DIRECTIONS
Among the lines below, keep only those from the one containing "async fn advance(&mut" through the one containing "pub network: &'a", and reproduce them exactly.

(Saved data entries)
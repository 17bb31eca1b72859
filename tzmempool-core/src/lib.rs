//! # tzmempool core
//!
//! **Synchronous building blocks of the mempool tracker**
//!
//! This crate holds everything that does not touch the network: the
//! operation data model, the reorg-aware block window, the merge-sort
//! accumulator used during catch-up, canonical forging of endorsement
//! bytes, and signature checks for the three Tezos key families.
//!
//! ## Features
//!
//! - **Deterministic**: same inputs produce the same forged bytes and the same merge order
//! - **Minimal**: no async, no I/O
//! - **Infallible verification**: a signature check answers `true` or `false`, never an error
//!
//! ## Quick Start
//!
//! ```rust
//! use tzmempool_core::{BlockWindow, MessageType, WindowEntry, WindowListener};
//!
//! struct Log(Vec<u64>);
//!
//! impl WindowListener for Log {
//!     type Error = std::convert::Infallible;
//!
//!     fn on_pop(&mut self, entry: &WindowEntry) -> Result<(), Self::Error> {
//!         self.0.push(entry.level);
//!         Ok(())
//!     }
//!
//!     fn on_rollback(&mut self, _entry: &WindowEntry, _level: u64) -> Result<(), Self::Error> {
//!         Ok(())
//!     }
//! }
//!
//! let mut window = BlockWindow::new(2).unwrap();
//! let mut log = Log(Vec::new());
//! for level in 1..=3 {
//!     let entry = WindowEntry::new(format!("B{level}"), level, MessageType::Data);
//!     window.add(entry, &mut log).unwrap();
//! }
//! assert_eq!(log.0, vec![1]);
//! assert_eq!(window.space(), 0);
//! ```

pub mod encoding;
pub mod error;
pub mod filter;
pub mod forge;
pub mod merge;
pub mod operation;
pub mod signature;
pub mod window;

// Re-export main types for convenience
pub use error::CoreError;
pub use filter::Interest;
pub use merge::{BlockAccumulator, BlockOperations, MergeQueue, OperationsPage};
pub use operation::{
    ConfirmedOperation, MempoolOperation, OperationContent, OperationKind, OperationStatus,
};
pub use signature::PublicKey;
pub use window::{BlockWindow, MessageType, WindowEntry, WindowError, WindowListener};
//! CLI command implementations.

pub mod check_config;
pub mod kinds;
pub mod run;
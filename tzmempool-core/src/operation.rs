//! Operation data model.
//!
//! Operation kinds form a closed enumeration. Each kind knows the tag used
//! in configuration and node payloads, the collection it is served from by
//! the indexer, the `type` the indexer reports for it, and the table it is
//! persisted into.

use std::fmt;
use std::str::FromStr;

use serde::{Deserialize, Serialize};
use serde_json::{Map, Value};

use crate::error::CoreError;

/// Every operation kind the tracker knows about.
#[derive(Debug, Clone, Copy, PartialEq, Eq, Hash, PartialOrd, Ord)]
pub enum OperationKind {
    Activation,
    Ballot,
    Delegation,
    DoubleBaking,
    DoubleEndorsing,
    DoublePreendorsing,
    DrainDelegate,
    Endorsement,
    IncreasePaidStorage,
    NonceRevelation,
    Origination,
    Preendorsement,
    Proposals,
    RegisterConstant,
    Reveal,
    SetDepositsLimit,
    Transaction,
    UpdateConsensusKey,
    VdfRevelation,
}

impl OperationKind {
    /// All kinds, in tag order.
    pub const ALL: [OperationKind; 19] = [
        Self::Activation,
        Self::Ballot,
        Self::Delegation,
        Self::DoubleBaking,
        Self::DoubleEndorsing,
        Self::DoublePreendorsing,
        Self::DrainDelegate,
        Self::Endorsement,
        Self::IncreasePaidStorage,
        Self::NonceRevelation,
        Self::Origination,
        Self::Preendorsement,
        Self::Proposals,
        Self::RegisterConstant,
        Self::Reveal,
        Self::SetDepositsLimit,
        Self::Transaction,
        Self::UpdateConsensusKey,
        Self::VdfRevelation,
    ];

    /// Tag used in configuration, in node payloads and in the `kind` column.
    pub fn tag(self) -> &'static str {
        match self {
            Self::Activation => "activate_account",
            Self::Ballot => "ballot",
            Self::Delegation => "delegation",
            Self::DoubleBaking => "double_baking_evidence",
            Self::DoubleEndorsing => "double_endorsement_evidence",
            Self::DoublePreendorsing => "double_preendorsement_evidence",
            Self::DrainDelegate => "drain_delegate",
            Self::Endorsement => "endorsement",
            Self::IncreasePaidStorage => "increase_paid_storage",
            Self::NonceRevelation => "seed_nonce_revelation",
            Self::Origination => "origination",
            Self::Preendorsement => "preendorsement",
            Self::Proposals => "proposals",
            Self::RegisterConstant => "register_global_constant",
            Self::Reveal => "reveal",
            Self::SetDepositsLimit => "set_deposits_limit",
            Self::Transaction => "transaction",
            Self::UpdateConsensusKey => "update_consensus_key",
            Self::VdfRevelation => "vdf_revelation",
        }
    }

    /// Indexer collection path segment (`/v1/operations/{collection}`).
    pub fn collection(self) -> &'static str {
        match self {
            Self::Activation => "activations",
            Self::Ballot => "ballots",
            Self::Delegation => "delegations",
            Self::DoubleBaking => "double_baking",
            Self::DoubleEndorsing => "double_endorsing",
            Self::DoublePreendorsing => "double_preendorsing",
            Self::DrainDelegate => "drain_delegate",
            Self::Endorsement => "endorsements",
            Self::IncreasePaidStorage => "increase_paid_storage",
            Self::NonceRevelation => "nonce_revelations",
            Self::Origination => "originations",
            Self::Preendorsement => "preendorsements",
            Self::Proposals => "proposals",
            Self::RegisterConstant => "register_constants",
            Self::Reveal => "reveals",
            Self::SetDepositsLimit => "set_deposits_limits",
            Self::Transaction => "transactions",
            Self::UpdateConsensusKey => "update_consensus_key",
            Self::VdfRevelation => "vdf_revelation",
        }
    }

    /// `type` field of this kind in indexer payloads and subscriptions.
    pub fn indexer_type(self) -> &'static str {
        match self {
            Self::Activation => "activation",
            Self::Ballot => "ballot",
            Self::Delegation => "delegation",
            Self::DoubleBaking => "double_baking",
            Self::DoubleEndorsing => "double_endorsing",
            Self::DoublePreendorsing => "double_preendorsing",
            Self::DrainDelegate => "drain_delegate",
            Self::Endorsement => "endorsement",
            Self::IncreasePaidStorage => "increase_paid_storage",
            Self::NonceRevelation => "nonce_revelation",
            Self::Origination => "origination",
            Self::Preendorsement => "preendorsement",
            Self::Proposals => "proposal",
            Self::RegisterConstant => "register_constant",
            Self::Reveal => "reveal",
            Self::SetDepositsLimit => "set_deposits_limit",
            Self::Transaction => "transaction",
            Self::UpdateConsensusKey => "update_consensus_key",
            Self::VdfRevelation => "vdf_revelation",
        }
    }

    /// Persistence table.
    pub fn table(self) -> &'static str {
        self.collection()
    }

    /// Resolve a kind from an indexer `type` value.
    pub fn from_indexer_type(value: &str) -> Option<Self> {
        Self::ALL.into_iter().find(|k| k.indexer_type() == value)
    }
}

impl fmt::Display for OperationKind {
    fn fmt(&self, f: &mut fmt::Formatter<'_>) -> fmt::Result {
        f.write_str(self.tag())
    }
}

impl FromStr for OperationKind {
    type Err = CoreError;

    fn from_str(s: &str) -> Result<Self, Self::Err> {
        // Protocol renames keep the old record shape.
        let canonical = match s {
            "endorsement_with_slot" | "attestation" | "attestation_with_dal" => "endorsement",
            "preattestation" => "preendorsement",
            "double_attestation_evidence" => "double_endorsement_evidence",
            "double_preattestation_evidence" => "double_preendorsement_evidence",
            other => other,
        };
        Self::ALL
            .into_iter()
            .find(|k| k.tag() == canonical)
            .ok_or_else(|| CoreError::UnknownKind(s.to_string()))
    }
}

/// Lifecycle status of an operation row.
#[derive(Debug, Clone, Copy, PartialEq, Eq, Hash, Serialize, Deserialize)]
#[serde(rename_all = "snake_case")]
pub enum OperationStatus {
    Applied,
    BranchDelayed,
    BranchRefused,
    Refused,
    InChain,
    Expired,
}

impl OperationStatus {
    /// The four buckets a mempool snapshot is split into.
    pub const MEMPOOL_BUCKETS: [OperationStatus; 4] = [
        Self::Applied,
        Self::BranchDelayed,
        Self::BranchRefused,
        Self::Refused,
    ];

    /// Column value.
    pub fn as_str(self) -> &'static str {
        match self {
            Self::Applied => "applied",
            Self::BranchDelayed => "branch_delayed",
            Self::BranchRefused => "branch_refused",
            Self::Refused => "refused",
            Self::InChain => "in_chain",
            Self::Expired => "expired",
        }
    }
}

impl fmt::Display for OperationStatus {
    fn fmt(&self, f: &mut fmt::Formatter<'_>) -> fmt::Result {
        f.write_str(self.as_str())
    }
}

impl FromStr for OperationStatus {
    type Err = CoreError;

    fn from_str(s: &str) -> Result<Self, Self::Err> {
        match s {
            "applied" => Ok(Self::Applied),
            "branch_delayed" => Ok(Self::BranchDelayed),
            "branch_refused" => Ok(Self::BranchRefused),
            "refused" => Ok(Self::Refused),
            "in_chain" => Ok(Self::InChain),
            "expired" => Ok(Self::Expired),
            other => Err(CoreError::UnknownStatus(other.to_string())),
        }
    }
}

/// One content of a mempool operation.
#[derive(Debug, Clone, PartialEq)]
pub struct OperationContent {
    pub kind: OperationKind,
    /// Kind-specific fields, as received
    pub fields: Map<String, Value>,
}

impl OperationContent {
    /// String field, if present.
    pub fn str_field(&self, name: &str) -> Option<&str> {
        self.fields.get(name).and_then(Value::as_str)
    }

    /// Level carried by the content itself (endorsements and friends).
    pub fn level(&self) -> Option<u64> {
        self.fields.get("level").and_then(Value::as_u64)
    }

    /// Source account of the content.
    pub fn source(&self) -> Option<&str> {
        self.str_field("source")
            .or_else(|| self.str_field("delegate"))
            .or_else(|| self.str_field("pkh"))
    }

    /// Accounts mentioned by this content.
    pub fn accounts(&self) -> impl Iterator<Item = &str> {
        ["source", "destination", "delegate", "pkh"]
            .into_iter()
            .filter_map(|name| self.str_field(name))
    }
}

/// A pending operation observed in a node's mempool.
#[derive(Debug, Clone, PartialEq)]
pub struct MempoolOperation {
    pub hash: String,
    pub branch: String,
    /// Bucket the operation was found in
    pub status: OperationStatus,
    pub signature: Option<String>,
    pub contents: Vec<OperationContent>,
    /// Node errors, only for non-applied buckets
    pub errors: Option<Value>,
    /// Node head level when the operation was observed
    pub level: u64,
}

/// An operation confirmed on chain, as reported by the indexer.
#[derive(Debug, Clone, PartialEq, Eq)]
pub struct ConfirmedOperation {
    /// Indexer row id, used as pagination cursor
    pub id: u64,
    pub hash: String,
    pub level: u64,
    /// Hash of the block containing the operation
    pub block: String,
    pub kind: OperationKind,
    /// Sender or baker account, when the indexer reports one
    pub sender: Option<String>,
    /// Target account, when the indexer reports one
    pub target: Option<String>,
}
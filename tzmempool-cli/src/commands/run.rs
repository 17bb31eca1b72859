//! Run command implementation.

use std::path::PathBuf;

use clap::Args;
use eyre::{bail, Result};
use futures_util::future::join_all;
use tokio_util::sync::CancellationToken;
use tracing::{error, info, warn};
use tzmempool_sync::Orchestrator;

use crate::config::{Config, DEFAULT_PATH};
use crate::logging::{self, LogFormat};
use crate::output;

/// Arguments for the run command.
#[derive(Args)]
pub struct RunArgs {
    /// Configuration file
    #[arg(short, long, env = "TZMEMPOOL_CONFIG", default_value = DEFAULT_PATH)]
    pub config: PathBuf,

    /// Log line format
    #[arg(long, value_enum, default_value_t = LogFormat::Text)]
    pub log_format: LogFormat,
}

/// Run the run command.
pub async fn run(args: RunArgs) -> i32 {
    let config = match Config::load(&args.config) {
        Ok(config) => config,
        Err(e) => {
            output::error(&format!("{e:#}"));
            return 1;
        }
    };
    if let Err(e) = logging::init(args.log_format) {
        output::error(&format!("{e:#}"));
        return 1;
    }

    match track(config).await {
        Ok(()) => 0,
        Err(e) => {
            error!("{e:#}");
            1
        }
    }
}

async fn track(config: Config) -> Result<()> {
    let ledger = config.open_ledger()?;
    let orchestrators = config
        .network_settings()?
        .into_iter()
        .map(|settings| Orchestrator::new(settings, ledger.clone()))
        .collect::<std::result::Result<Vec<_>, _>>()?;
    info!(
        "Tracking {} network(s), database {}",
        orchestrators.len(),
        config.database.path
    );

    let cancel = CancellationToken::new();
    let shutdown = {
        let cancel = cancel.clone();
        tokio::spawn(async move {
            match tokio::signal::ctrl_c().await {
                Ok(()) => {
                    info!("Shutdown requested, stopping workers");
                    cancel.cancel();
                }
                Err(e) => warn!("Cannot listen for Ctrl-C: {}", e),
            }
        })
    };

    let outcomes = join_all(
        orchestrators
            .into_iter()
            .map(|orchestrator| tokio::spawn(orchestrator.run(cancel.clone()))),
    )
    .await;
    shutdown.abort();

    let mut failed = 0;
    for outcome in outcomes {
        match outcome {
            Ok(Ok(())) => {}
            Ok(Err(e)) => {
                error!("Network stopped: {}", e);
                failed += 1;
            }
            Err(e) => {
                error!("Network task terminated abnormally: {}", e);
                failed += 1;
            }
        }
    }
    if failed > 0 {
        bail!("{failed} network(s) stopped with errors");
    }
    info!("All networks stopped");
    Ok(())
}
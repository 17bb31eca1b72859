//! Glue between the workers and the ledger.

use std::collections::VecDeque;
use std::sync::Arc;

use async_trait::async_trait;
use tokio::sync::mpsc;
use tokio_util::sync::CancellationToken;
use tracing::{debug, info, warn};
use tzmempool_core::{
    BlockAccumulator, BlockOperations, BlockWindow, Interest, MempoolOperation, MessageType,
    WindowEntry, WindowListener,
};

use crate::chain_sync::BlockSink;
use crate::dedup::DedupCache;
use crate::error::Result;
use crate::events::ChainEvent;
use crate::indexer::BlockRef;
use crate::ledger::{self, OperationLedger};

/// Writes catch-up output to the ledger.
pub struct LedgerSink {
    network: String,
    ledger: OperationLedger,
    interest: Arc<Interest>,
}

impl LedgerSink {
    pub fn new(network: impl Into<String>, ledger: OperationLedger, interest: Arc<Interest>) -> Self {
        Self {
            network: network.into(),
            ledger,
            interest,
        }
    }
}

#[async_trait]
impl BlockSink for LedgerSink {
    async fn apply_block(&mut self, block: BlockOperations) -> Result<()> {
        let touched =
            ledger::blocking(|| self.ledger.confirm_block(&self.network, &block, &self.interest))?;
        debug!(
            "[{}] Block {} at level {}: {} operations, {} rows",
            self.network,
            block.block,
            block.level,
            block.len(),
            touched
        );
        Ok(())
    }

    async fn advance(&mut self, level: u64) -> Result<()> {
        ledger::blocking(|| self.ledger.set_state_level(&self.network, level))
    }
}

/// Window callbacks applied to the ledger.
pub struct LedgerWindow<'a> {
    pub network: &'a str,
    pub ledger: &'a OperationLedger,
}

impl WindowListener for LedgerWindow<'_> {
    type Error = crate::error::SyncError;

    fn on_pop(&mut self, entry: &WindowEntry) -> Result<()> {
        let expired = self.ledger.expire(self.network, &entry.branch)?;
        if expired > 0 {
            info!(
                "[{}] Expired {} operations on branch {} (level {})",
                self.network, expired, entry.branch, entry.level
            );
        }
        Ok(())
    }

    fn on_rollback(&mut self, entry: &WindowEntry, level: u64) -> Result<()> {
        let changed = self.ledger.rollback(self.network, &entry.branch, level)?;
        warn!(
            "[{}] Rolled back block {} at level {} to level {} ({} rows)",
            self.network, entry.branch, entry.level, level, changed
        );
        Ok(())
    }
}

/// Persists mempool observations.
pub struct MempoolConsumer {
    network: String,
    ledger: OperationLedger,
    interest: Arc<Interest>,
    dedup: Arc<DedupCache>,
    /// Blocks after the observed level an operation may still be included
    expiration_blocks: u64,
}

impl MempoolConsumer {
    pub fn new(
        network: impl Into<String>,
        ledger: OperationLedger,
        interest: Arc<Interest>,
        dedup: Arc<DedupCache>,
        expiration_blocks: u64,
    ) -> Self {
        Self {
            network: network.into(),
            ledger,
            interest,
            dedup,
            expiration_blocks,
        }
    }

    /// Store one observation unless its hash was recently stored.
    ///
    /// Returns the number of rows inserted.
    pub fn handle(&self, operation: &MempoolOperation) -> Result<usize> {
        if self.dedup.has(&operation.hash) {
            return Ok(0);
        }
        let inserted = self.ledger.insert_mempool(
            &self.network,
            operation,
            &self.interest,
            Some(operation.level + self.expiration_blocks),
        )?;
        self.dedup.set(&operation.hash);
        if inserted > 0 {
            debug!(
                "[{}] {} {} at level {}",
                self.network, operation.status, operation.hash, operation.level
            );
        }
        Ok(inserted)
    }

    /// Consume the queue until cancelled, then drain what is already queued.
    pub async fn run(self, mut rx: mpsc::Receiver<MempoolOperation>, cancel: CancellationToken) {
        loop {
            tokio::select! {
                _ = cancel.cancelled() => break,
                operation = rx.recv() => {
                    let Some(operation) = operation else { break };
                    ledger::blocking(|| self.handle_logged(&operation));
                }
            }
        }

        rx.close();
        while let Some(operation) = rx.recv().await {
            ledger::blocking(|| self.handle_logged(&operation));
        }
        info!("[{}] Mempool consumer stopped", self.network);
    }

    fn handle_logged(&self, operation: &MempoolOperation) {
        if let Err(e) = self.handle(operation) {
            warn!("[{}] Cannot store {}: {}", self.network, operation.hash, e);
        }
    }
}

/// A window step that failed and must be replayed.
#[derive(Debug, Clone, PartialEq, Eq)]
enum PendingCallback {
    Pop(WindowEntry),
    Rollback(WindowEntry, u64),
    /// Roll the window back to the level again once the failed entry is done
    Reorg(u64),
}

/// Applies indexer events to the block window and the ledger.
pub struct ChainEventHandler {
    network: String,
    ledger: OperationLedger,
    interest: Arc<Interest>,
    window: BlockWindow,
    retries: VecDeque<PendingCallback>,
}

impl ChainEventHandler {
    pub fn new(
        network: impl Into<String>,
        ledger: OperationLedger,
        interest: Arc<Interest>,
        window: BlockWindow,
    ) -> Self {
        Self {
            network: network.into(),
            ledger,
            interest,
            window,
            retries: VecDeque::new(),
        }
    }

    /// The block window.
    pub fn window(&self) -> &BlockWindow {
        &self.window
    }

    /// Number of window steps waiting for a retry.
    pub fn pending_retries(&self) -> usize {
        self.retries.len()
    }

    /// Replay failed window steps, oldest first.
    pub fn retry_pending(&mut self) -> Result<()> {
        while let Some(callback) = self.retries.pop_front() {
            let mut listener = LedgerWindow {
                network: &self.network,
                ledger: &self.ledger,
            };
            let outcome = match &callback {
                PendingCallback::Pop(entry) => listener.on_pop(entry),
                PendingCallback::Rollback(entry, level) => listener.on_rollback(entry, *level),
                &PendingCallback::Reorg(level) => {
                    let reorg = WindowEntry::new("", level, MessageType::Reorg);
                    match self.window.add(reorg, &mut listener) {
                        Ok(()) => self.lower_state_level(level),
                        Err(failed) => {
                            // Keep the reorg queued behind the entry that failed again.
                            self.retries.push_front(PendingCallback::Reorg(level));
                            self.retries
                                .push_front(PendingCallback::Rollback(failed.entry, level));
                            return Err(failed.source);
                        }
                    }
                }
            };
            if let Err(e) = outcome {
                self.retries.push_front(callback);
                return Err(e);
            }
        }
        Ok(())
    }

    fn add_to_window(&mut self, entry: WindowEntry) -> Result<()> {
        let mut listener = LedgerWindow {
            network: &self.network,
            ledger: &self.ledger,
        };
        match self.window.add(entry, &mut listener) {
            Ok(()) => Ok(()),
            Err(failed) => {
                match failed.rollback_level {
                    // The rest of the rollback is replayed after the failed entry.
                    Some(level) => {
                        self.retries
                            .push_back(PendingCallback::Rollback(failed.entry, level));
                        self.retries.push_back(PendingCallback::Reorg(level));
                    }
                    None => self.retries.push_back(PendingCallback::Pop(failed.entry)),
                }
                Err(failed.source)
            }
        }
    }

    fn lower_state_level(&self, level: u64) -> Result<()> {
        if self.ledger.state_level(&self.network)?.is_some_and(|stored| stored > level) {
            self.ledger.set_state_level(&self.network, level)?;
        }
        Ok(())
    }

    /// Add known blocks, oldest first, e.g. to fill the window after a restart.
    pub fn backfill(&mut self, mut blocks: Vec<BlockRef>) -> Result<usize> {
        blocks.sort_by_key(|b| b.level);
        let last = self.window.last_level();
        let mut added = 0;
        for block in blocks {
            if last.is_some_and(|last| block.level <= last) {
                continue;
            }
            self.add_to_window(WindowEntry::new(block.hash, block.level, MessageType::Data))?;
            added += 1;
        }
        Ok(added)
    }

    fn reorg(&mut self, level: u64) -> Result<()> {
        self.add_to_window(WindowEntry::new("", level, MessageType::Reorg))?;
        // The window may not hold the invalidated blocks, e.g. right after a restart.
        self.lower_state_level(level)
    }

    /// Apply one event.
    pub fn handle(&mut self, event: ChainEvent) -> Result<()> {
        self.retry_pending()?;

        match event {
            ChainEvent::Blocks(message) => match message.message_type {
                MessageType::State => debug!("[{}] Blocks state at level {}", self.network, message.state),
                MessageType::Reorg => self.reorg(message.state)?,
                MessageType::Data => {
                    let mut blocks = message.data;
                    blocks.sort_by_key(|b| b.level);
                    for block in blocks {
                        // Already added by a backfill racing the subscription.
                        if self.window.iter().any(|e| e.branch == block.hash) {
                            continue;
                        }
                        self.add_to_window(WindowEntry::new(block.hash, block.level, MessageType::Data))?;
                    }
                }
            },
            ChainEvent::Operations(message) => match message.message_type {
                MessageType::State => {}
                MessageType::Reorg => self.reorg(message.state)?,
                MessageType::Data => {
                    let mut operations = message.data;
                    operations.sort_by_key(|op| (op.level, op.id));

                    let mut accumulator = BlockAccumulator::new();
                    let mut blocks = Vec::new();
                    for operation in operations {
                        blocks.extend(accumulator.push(operation));
                    }
                    blocks.extend(accumulator.flush());

                    for block in blocks {
                        self.ledger.confirm_block(&self.network, &block, &self.interest)?;
                        debug!(
                            "[{}] Confirmed {} operations at level {}",
                            self.network,
                            block.len(),
                            block.level
                        );
                    }
                }
            },
        }
        Ok(())
    }
}
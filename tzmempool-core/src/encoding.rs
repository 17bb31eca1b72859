//! Base58check values with Tezos prefixes.
//!
//! Every textual hash, key, and signature handled by the tracker is a
//! base58check string whose decoded bytes start with a fixed prefix. The
//! prefix bytes are chosen so that the encoded text always starts with the
//! same characters (`B`, `Net`, `edpk`, ...).

use crate::error::{CoreError, Result};

/// A known base58check prefix.
#[derive(Debug, Clone, Copy, PartialEq, Eq)]
pub struct Prefix {
    /// Leading characters of the encoded text
    pub text: &'static str,
    /// Leading bytes of the decoded value
    pub bytes: &'static [u8],
    /// Length of the payload after the prefix
    pub payload_len: usize,
}

/// Block hash (`B...`).
pub const BLOCK_HASH: Prefix = Prefix { text: "B", bytes: &[1, 52], payload_len: 32 };

/// Operation hash (`o...`).
pub const OPERATION_HASH: Prefix = Prefix { text: "o", bytes: &[5, 116], payload_len: 32 };

/// Chain identifier (`Net...`).
pub const CHAIN_ID: Prefix = Prefix { text: "Net", bytes: &[87, 82, 0], payload_len: 4 };

/// Ed25519 public key.
pub const ED25519_PUBLIC_KEY: Prefix =
    Prefix { text: "edpk", bytes: &[13, 15, 37, 217], payload_len: 32 };

/// Compressed secp256k1 public key.
pub const SECP256K1_PUBLIC_KEY: Prefix =
    Prefix { text: "sppk", bytes: &[3, 254, 226, 86], payload_len: 33 };

/// Compressed P-256 public key.
pub const P256_PUBLIC_KEY: Prefix =
    Prefix { text: "p2pk", bytes: &[3, 178, 139, 127], payload_len: 33 };

/// Curve-agnostic signature.
pub const GENERIC_SIGNATURE: Prefix = Prefix { text: "sig", bytes: &[4, 130, 43], payload_len: 64 };

/// Ed25519 signature.
pub const ED25519_SIGNATURE: Prefix =
    Prefix { text: "edsig", bytes: &[9, 245, 205, 134, 18], payload_len: 64 };

/// Secp256k1 signature.
pub const SECP256K1_SIGNATURE: Prefix =
    Prefix { text: "spsig1", bytes: &[13, 115, 101, 19, 63], payload_len: 64 };

/// P-256 signature.
pub const P256_SIGNATURE: Prefix =
    Prefix { text: "p2sig", bytes: &[54, 240, 44, 52], payload_len: 64 };

/// Decode a base58check string and strip the expected prefix.
pub fn decode(input: &str, prefix: &Prefix) -> Result<Vec<u8>> {
    let raw = bs58::decode(input)
        .with_check(None)
        .into_vec()
        .map_err(|e| CoreError::InvalidBase58 {
            input: input.to_string(),
            reason: e.to_string(),
        })?;

    let payload = raw.strip_prefix(prefix.bytes).ok_or(CoreError::UnexpectedPrefix {
        input: input.to_string(),
        expected: prefix.text,
    })?;

    if payload.len() != prefix.payload_len {
        return Err(CoreError::InvalidLength {
            input: input.to_string(),
            expected: prefix.payload_len,
            actual: payload.len(),
        });
    }

    Ok(payload.to_vec())
}

/// Encode a payload with the given prefix.
pub fn encode(payload: &[u8], prefix: &Prefix) -> Result<String> {
    if payload.len() != prefix.payload_len {
        return Err(CoreError::InvalidLength {
            input: format!("<{} raw bytes>", payload.len()),
            expected: prefix.payload_len,
            actual: payload.len(),
        });
    }
    let mut raw = Vec::with_capacity(prefix.bytes.len() + payload.len());
    raw.extend_from_slice(prefix.bytes);
    raw.extend_from_slice(payload);
    Ok(bs58::encode(raw).with_check().into_string())
}

/// Decode a signature in any of the supported textual forms into its 64 raw bytes.
pub fn decode_signature(input: &str) -> Result<[u8; 64]> {
    let prefix = [
        ED25519_SIGNATURE,
        SECP256K1_SIGNATURE,
        P256_SIGNATURE,
        GENERIC_SIGNATURE,
    ]
    .into_iter()
    .find(|p| input.starts_with(p.text))
    .ok_or(CoreError::UnexpectedPrefix {
        input: input.to_string(),
        expected: "sig",
    })?;

    let payload = decode(input, &prefix)?;
    let mut out = [0u8; 64];
    out.copy_from_slice(&payload);
    Ok(out)
}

EXERCISE RESULT
    async fn advance(&mut self, level: u64) -> Result<()> {
        ledger::blocking(|| self.ledger.set_state_level(&self.network, level))
    }
}

/// Window callbacks applied to the ledger.
pub struct LedgerWindow<'a> {
    pub network: &'a str,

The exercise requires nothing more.